> **The data**
====================

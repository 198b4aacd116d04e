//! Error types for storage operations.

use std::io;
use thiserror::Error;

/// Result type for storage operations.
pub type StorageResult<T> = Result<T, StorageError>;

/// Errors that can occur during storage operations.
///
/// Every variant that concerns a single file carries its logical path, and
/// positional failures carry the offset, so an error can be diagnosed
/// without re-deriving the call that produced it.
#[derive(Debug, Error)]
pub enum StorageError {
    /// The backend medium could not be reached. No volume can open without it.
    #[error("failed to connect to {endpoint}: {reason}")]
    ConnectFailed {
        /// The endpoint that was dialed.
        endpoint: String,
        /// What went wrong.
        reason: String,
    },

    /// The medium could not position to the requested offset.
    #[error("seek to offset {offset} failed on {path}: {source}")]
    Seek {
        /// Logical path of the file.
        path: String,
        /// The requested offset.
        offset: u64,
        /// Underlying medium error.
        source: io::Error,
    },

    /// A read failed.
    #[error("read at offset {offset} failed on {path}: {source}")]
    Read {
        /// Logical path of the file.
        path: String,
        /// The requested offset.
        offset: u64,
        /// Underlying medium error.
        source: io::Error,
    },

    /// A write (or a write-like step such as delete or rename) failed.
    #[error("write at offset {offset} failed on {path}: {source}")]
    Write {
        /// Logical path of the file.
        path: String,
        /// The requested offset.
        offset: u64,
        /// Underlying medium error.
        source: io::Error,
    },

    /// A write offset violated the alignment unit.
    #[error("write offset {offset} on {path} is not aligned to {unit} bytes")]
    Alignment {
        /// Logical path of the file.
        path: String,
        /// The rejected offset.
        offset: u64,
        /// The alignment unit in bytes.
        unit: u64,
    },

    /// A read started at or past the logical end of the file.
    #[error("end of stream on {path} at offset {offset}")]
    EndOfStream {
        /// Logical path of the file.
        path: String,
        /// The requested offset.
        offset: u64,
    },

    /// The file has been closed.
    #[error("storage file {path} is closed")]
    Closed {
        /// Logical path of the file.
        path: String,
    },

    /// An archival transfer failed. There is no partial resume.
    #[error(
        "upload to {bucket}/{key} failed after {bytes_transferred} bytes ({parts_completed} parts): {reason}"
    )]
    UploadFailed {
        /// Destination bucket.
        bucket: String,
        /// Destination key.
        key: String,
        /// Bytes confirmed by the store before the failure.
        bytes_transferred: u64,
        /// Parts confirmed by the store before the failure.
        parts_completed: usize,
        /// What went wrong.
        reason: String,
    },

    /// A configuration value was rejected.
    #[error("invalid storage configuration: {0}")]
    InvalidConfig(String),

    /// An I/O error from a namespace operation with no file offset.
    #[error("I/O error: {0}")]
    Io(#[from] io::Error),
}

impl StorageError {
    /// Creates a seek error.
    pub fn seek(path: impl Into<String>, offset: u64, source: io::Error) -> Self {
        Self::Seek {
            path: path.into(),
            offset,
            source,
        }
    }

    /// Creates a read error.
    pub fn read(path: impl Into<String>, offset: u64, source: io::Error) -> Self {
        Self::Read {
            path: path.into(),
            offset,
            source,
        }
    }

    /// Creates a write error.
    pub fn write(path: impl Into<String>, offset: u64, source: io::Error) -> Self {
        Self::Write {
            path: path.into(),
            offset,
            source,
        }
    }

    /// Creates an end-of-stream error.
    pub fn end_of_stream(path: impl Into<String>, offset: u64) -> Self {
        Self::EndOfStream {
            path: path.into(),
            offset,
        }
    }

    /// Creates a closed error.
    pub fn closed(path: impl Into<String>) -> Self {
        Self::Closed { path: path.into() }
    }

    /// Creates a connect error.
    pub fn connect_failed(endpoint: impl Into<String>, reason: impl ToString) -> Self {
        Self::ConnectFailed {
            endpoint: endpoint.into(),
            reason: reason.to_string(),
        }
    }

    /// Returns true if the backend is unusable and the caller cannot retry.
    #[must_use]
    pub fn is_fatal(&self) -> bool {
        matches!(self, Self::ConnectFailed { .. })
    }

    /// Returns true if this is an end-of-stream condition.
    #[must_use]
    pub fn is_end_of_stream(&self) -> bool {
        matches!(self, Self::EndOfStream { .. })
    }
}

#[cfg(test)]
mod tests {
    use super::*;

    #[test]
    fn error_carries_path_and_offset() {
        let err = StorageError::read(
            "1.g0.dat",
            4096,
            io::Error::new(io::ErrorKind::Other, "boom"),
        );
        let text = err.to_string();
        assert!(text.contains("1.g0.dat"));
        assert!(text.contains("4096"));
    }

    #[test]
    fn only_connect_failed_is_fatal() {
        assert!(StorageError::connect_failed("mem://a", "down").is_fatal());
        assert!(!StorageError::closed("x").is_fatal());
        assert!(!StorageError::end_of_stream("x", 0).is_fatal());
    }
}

====================

> **Task**
Go through the records above and, whenever a line includes the word "bool", copy it.

> **Response for this exercise**
    pub fn is_fatal(&self) -> bool {
    pub fn is_end_of_stream(&self) -> bool {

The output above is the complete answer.